Нам представляется необходимым отметить, что славянские территории, вошедшие в бывшее СССР (Россия, Белоруссия, Украина) и имеющие определенную культурно-историческую общность на протяжении длительного времени, могут быть рассмотрены в контексте исследуемой нами темы как некое единое пространство с близкой спецификой и динамикой развития всех четырех рассматриваемых нами эпох: премодерн, модерн, постмодерн и метамодерн. Вслед за Анной Шадриной [21] мы будем использовать термин «нашей части света» для обозначения данного не столько географического, политического, а скорее общего социально-психологического и социально-культурного пространства.
Не вызывает сомнения тот факт, что в «нашей части света» временные периоды каждой из эпох смещены относительно западно-европейских территорий. Так фактически в «нашей части света», с её преимущественно аграрным бытом большей части населения, эпоха премодерна закончилась лишь во второй половине или даже в конце ХIХ века, а устройство государственности СССР с его масспросветом, преобладанием государственной заботы, патернализмом по отношению к человеку, доминированием социальных установок над личностным самосознанием может быть рассмотрено как эпоха Модерна. Наступление же эпохи Постмодерна может быть рассмотрена с этапа вхождения в период Перестройки, распада СССР, тревожные 90-е и поиск своего пути в современном поливариативном мире.
И если рассматривать материнство эпохи Премодерна в «нашей части света», то мы видим, что традиционный уклад семьи с сильной фигурой отца, почитанием родителей, жесткой вертикальной иерархией, представлением о предопределенности судьбы и «божьего промысла» сохранялся в традиционных крестьянских семьях даже с наступлением нового миропорядка, внесенного революцией. Однако, дальнейшая агрессивная политика пришедших к власти сил, создала предпосылки к быстрому и достаточно травматичному для многих семей переходу к новым моделям семьи, к новому осознанию своего места в мире, что, безусловно, наложило свой отпечаток и на материнскую сферу. Инакомыслие, право на самосознание, личную ценностную сферу, личное мнение, личные границы было жестоко караемо вплоть до физического уничтожения в период репрессий. На наш взгляд, это привело многие семейные системы к накоплению травматичного опыта, что имеет долгосрочные последствия даже в наше время. Как показали исследования И.Н. Малковой и Л.Г. Жедуновой «семейный опыт оказывает влияние на формирование эмоционально-оценочной и когнитивной составляющих материнского отношения» [7, с. 223]. Не менее травматичным оказался и опыт Второй мировой войны, унесший 20 миллионов жизней и прошедший по каждой семье. Потеря большого количества мужчин-отцов, массовая гибель детей, разрывы семейных и родовых связей, происходившие на протяжении фактически нескольких поколений от Первой мировой войны, через годы революции, Гражданской войны, голодомора, репрессий, Второй мировой войны, привели к тому, что женщины-матери «нашей части света» обрели специфические характеристики своего материнствования (сверхценность детей и идеи материнства, отсутствие образа отца, привычное подавление эмоций, трудное отношение к уязвимым чувствам, опора в материнстве не на партнера, а на собственную мать, эмоциональная зависимость от детей либо полная эмоциональная отчужденность, холодность). Подробно механизм этой межпоколенческой травмы материнской сферы «нашей части света» описан в статье Людмилы Петрановской «Травмы поколений» [10].

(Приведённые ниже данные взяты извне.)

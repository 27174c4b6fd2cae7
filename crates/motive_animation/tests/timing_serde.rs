//! Timing functions as configuration values (feature `serde`)

#![cfg(feature = "serde")]

use motive_animation::{Timing, Vec2};

#[test]
fn test_unit_variants_are_plain_strings() {
    let timing: Timing = serde_json::from_str("\"smooth_start\"").unwrap();
    assert!(matches!(timing, Timing::SmoothStart));
    assert_eq!(serde_json::to_string(&Timing::Bounce).unwrap(), "\"bounce\"");
}

#[test]
fn test_combinators_nest() {
    let timing: Timing = serde_json::from_str(r#"{"ease_out": {"pow": 3.0}}"#).unwrap();
    assert_eq!(format!("{:?}", timing), "EaseOut(Pow(3.0))");
    assert_eq!(timing.apply(1.0), 1.0);
}

#[test]
fn test_poly_and_bezier() {
    let poly: Timing = serde_json::from_str(r#"{"poly": [1.0, 0.0, 0.0]}"#).unwrap();
    assert_eq!(poly.apply(0.5), 0.25);

    let bezier: Timing =
        serde_json::from_str(r#"{"cubic_bezier": [0.25, 0.1, 0.25, 1.0]}"#).unwrap();
    assert!(matches!(bezier, Timing::CubicBezier(..)));
}

#[test]
fn test_custom_cannot_be_serialized() {
    assert!(serde_json::to_string(&Timing::custom(|p| p)).is_err());
}

#[test]
fn test_vec2_fields() {
    let v: Vec2 = serde_json::from_str(r#"{"x": 1.5, "y": -2.0}"#).unwrap();
    assert_eq!(v, Vec2::new(1.5, -2.0));
}
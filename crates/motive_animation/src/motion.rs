//! Motions
//!
//! A motion is one timed, repeatable interpolation: every frame it turns the
//! animation time into progress, eases it through its [`Timing`] and hands the
//! eased value to its [`Transform`].
//!
//! # Example
//!
//! ```rust
//! use motive_animation::{Advance, MotionConfig, PositionLinear, Timing, Vec2};
//! use std::cell::Cell;
//! use std::rc::Rc;
//!
//! let position = Rc::new(Cell::new(Vec2::ZERO));
//! let mut motion = MotionConfig::new(1000.0)
//!     .start(0.0)
//!     .timing(Timing::Smooth)
//!     .transform(PositionLinear::new((0.0, 0.0), (200.0, 0.0), position.clone()))
//!     .build(0.0)
//!     .unwrap();
//!
//! assert_eq!(motion.advance(500.0), Advance::Continue);
//! assert!((position.get().x - 100.0).abs() < 1e-9);
//! assert_eq!(motion.advance(1000.0), Advance::Finished);
//! ```

use crate::error::{ConfigError, HookFailure, HookKind, Result};
use crate::hooks::{hook, Hook, HookResult, MotionHooks};
use crate::timing::Timing;
use crate::transform::{NoTransform, Transform};
use smallvec::SmallVec;
use std::fmt;

/// Outcome of [`Motion::advance`]
#[derive(Clone, Copy, Debug, PartialEq, Eq)]
pub enum Advance {
    /// Keep the motion for the next frame
    Continue,
    /// The motion is done and should be dropped by its owner
    Finished,
}

/// How many more cycles a motion runs after the current one
#[derive(Clone, Copy, Debug, PartialEq, Eq)]
pub enum Repeat {
    Times(u32),
    Forever,
}
//! Motive Animation Core
//!
//! Frame-driven interpolation of visual properties.
//!
//! # Features
//!
//! - **Scheduler**: owns the frame-request loop (`start`, `stop`, `cancel`, `step_once`)
//! - **Entities**: ordered sets of motions tied to one render target
//! - **Motions**: timed, repeatable interpolations with lifecycle hooks
//! - **Timing functions**: easing curves and combinators (`ease_out`, `forward_reverse`, ...)
//! - **Transforms**: turn eased progress into a mutation of a shared target
//!
//! # Example
//!
//! ```rust
//! use motive_animation::{Entity, MotionConfig, PositionLinear, Scheduler, Timing, Vec2};
//! use std::cell::Cell;
//! use std::rc::Rc;
//!
//! let (mut scheduler, frames, _clock) = Scheduler::manual();
//!
//! let ball = Rc::new(Cell::new(Vec2::ZERO));
//! let mut entity = Entity::new().with_label("ball");
//! entity.add(
//!     scheduler
//!         .motion(
//!             MotionConfig::new(1000.0)
//!                 .timing(Timing::Bounce.ease_out())
//!                 .transform(PositionLinear::new((0.0, 0.0), (0.0, 300.0), ball.clone())),
//!         )
//!         .unwrap(),
//! );
//! scheduler.add(entity);
//!
//! scheduler.start();
//! frames.fire(&mut scheduler, 500.0);
//! assert!(ball.get().y > 0.0);
//! ```

pub mod commands;
pub mod entity;
pub mod error;
pub mod frame;
pub mod geometry;
pub mod hooks;
pub mod motion;
pub mod scheduler;
pub mod timing;
pub mod transform;

pub use commands::{EntityCommands, SchedulerCommands};
pub use entity::{DrawReport, Entity, MotionId};
pub use error::{ConfigError, HookFailure, HookKind};
pub use frame::{Clock, FrameHandle, FrameRequester, ManualClock, ManualFrames, SystemClock};
pub use geometry::Vec2;
pub use hooks::{Hook, HookResult, RenderHook};
pub use motion::{Advance, Motion, MotionConfig, Repeat};
pub use scheduler::{EntityId, Scheduler, SchedulerState, TickReport};
pub use timing::Timing;
pub use transform::{NoTransform, PositionLinear, ScalarLinear, SharedScalar, SharedVec2, Transform};
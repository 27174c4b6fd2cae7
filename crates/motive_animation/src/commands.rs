//! Deferred mutations
//!
//! Hooks run while an entity or the scheduler is in the middle of a draw pass,
//! so they cannot borrow the collection they live in. Instead they capture a
//! cheap command handle; queued commands are applied once the current pass is
//! over, so every motion is advanced at most once per tick.

use crate::entity::{Entity, MotionId};
use crate::motion::Motion;
use crate::scheduler::EntityId;
use std::cell::RefCell;
use std::rc::Rc;

/// Shared single-thread command buffer
pub(crate) struct CommandQueue<C> {
    inner: Rc<RefCell<Vec<C>>>,
}

impl<C> CommandQueue<C> {
    pub(crate) fn new() -> Self {
        Self {
            inner: Rc::new(RefCell::new(Vec::new())),
        }
    }

    fn push(&self, command: C) {
        self.inner.borrow_mut().push(command);
    }

    /// Take everything queued so far
    pub(crate) fn drain(&self) -> Vec<C> {
        std::mem::take(&mut *self.inner.borrow_mut())
    }

    pub(crate) fn is_empty(&self) -> bool {
        self.inner.borrow().is_empty()
    }
}

impl<C> Clone for CommandQueue<C> {
    fn clone(&self) -> Self {
        Self {
            inner: self.inner.clone(),
        }
    }
}

pub(crate) enum EntityCommand {
    Add(Motion),
    Remove(MotionId),
    Clear,
}

/// Queue motion changes on an [`Entity`] from inside a hook
#[derive(Clone)]
pub struct EntityCommands {
    queue: CommandQueue<EntityCommand>,
}

impl EntityCommands {
    pub(crate) fn new(queue: CommandQueue<EntityCommand>) -> Self {
        Self { queue }
    }

    pub fn add(&self, motion: Motion) {
        self.queue.push(EntityCommand::Add(motion));
    }

    pub fn remove(&self, id: MotionId) {
        self.queue.push(EntityCommand::Remove(id));
    }

    /// Drop every motion of the entity
    pub fn clear(&self) {
        self.queue.push(EntityCommand::Clear);
    }
}

pub(crate) enum SchedulerCommand {
    Add(Entity),
    Remove(EntityId),
    Start,
    Stop,
    Cancel,
}

/// Queue scheduler changes from inside a hook
///
/// The queue is drained at the start and end of every tick.
#[derive(Clone)]
pub struct SchedulerCommands {
    queue: CommandQueue<SchedulerCommand>,
}

impl SchedulerCommands {
    pub(crate) fn new(queue: CommandQueue<SchedulerCommand>) -> Self {
        Self { queue }
    }

    pub fn add(&self, entity: Entity) {
        self.queue.push(SchedulerCommand::Add(entity));
    }

    pub fn remove(&self, id: EntityId) {
        self.queue.push(SchedulerCommand::Remove(id));
    }

    /// Keep the loop running past the current tick.
    ///
    /// Commands are applied by [`Scheduler::tick`](crate::Scheduler::tick), so
    /// this only has an effect from inside a hook. An idle scheduler is
    /// restarted with [`Scheduler::start`](crate::Scheduler::start).
    pub fn start(&self) {
        self.queue.push(SchedulerCommand::Start);
    }

    /// Stop after the current pass; no further frame is requested
    pub fn stop(&self) {
        self.queue.push(SchedulerCommand::Stop);
    }

    pub fn cancel(&self) {
        self.queue.push(SchedulerCommand::Cancel);
    }
}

При этом, вслед за Дональдом Винникотом [2], Г.Г. Филиппова указывает, что первым этапом онтогенеза материнской потребностно-мотивационной сферы женщины оказывается взаимодействие с собственной матерью [18, с. 137].
Таким образом, мы приходим к осознанию тех трудностей, с которыми сталкиваются женщины-матери актуального времени в «нашей части света». Тотальный нигилизм, критика и сомнения человека в себе (черты эпохи постмодерна), помноженные на воспитание эмоционально-холодной, нарциссической или критично-авторитарной матерью, как и матерью глубоко инфантильной, переложившей, с юного возраста, на дочь ответственность за свою жизнь, приводит женщину-мать актуального времени к глубокому внутриличностному кризису из-за необходимости принимать ежедневные решения, делать выборы и нести ответственность за ребенка (как кормить, учить, лечить, развивать). Но в условиях тенденций постмодерна любой выбор ставится под сомнение и обрастает множеством альтернатив. Однако женщина, воспитанная в ситуации, где ее собственное мнение и выборы, эмоции, личные границы никогда не рассматривались как значимые и даже подлежащие обсуждению, не имеет необходимых навыков самоактуализации и способности выносить свою ответственность за ребенка. А травматичный опыт своего детства толкает ее к попыткам «сделать все иначе» из страха причинить ребенку «психологическую травму». Эта ситуация толкает многих женщин-матерей к усилению эмоциональной зависимости от ребенка, от которого она ожидает, что он разрешит ее сомнения и даст устойчивую позитивную самоидентификацию, которая часто осталась несформированной к моменту вхождения в материнство.
Наблюдая современную динамику поисковых запросов женщин-матерей, мы видим, что они меняются от поиска рекомендаций по воспитанию детей, актуальных еще 5-7-10 лет назад к поиску ответов на вопросы о самореализации, что, на наш взгляд, говорит в пользу того, что в наступающую эпоху Метамодерна материнство становится не только «инструментом» для производства ребенка [1, с. 189], но и «инструментом» для самоактуализации женщины-матери, инструментом формирования ее интегративной целостности.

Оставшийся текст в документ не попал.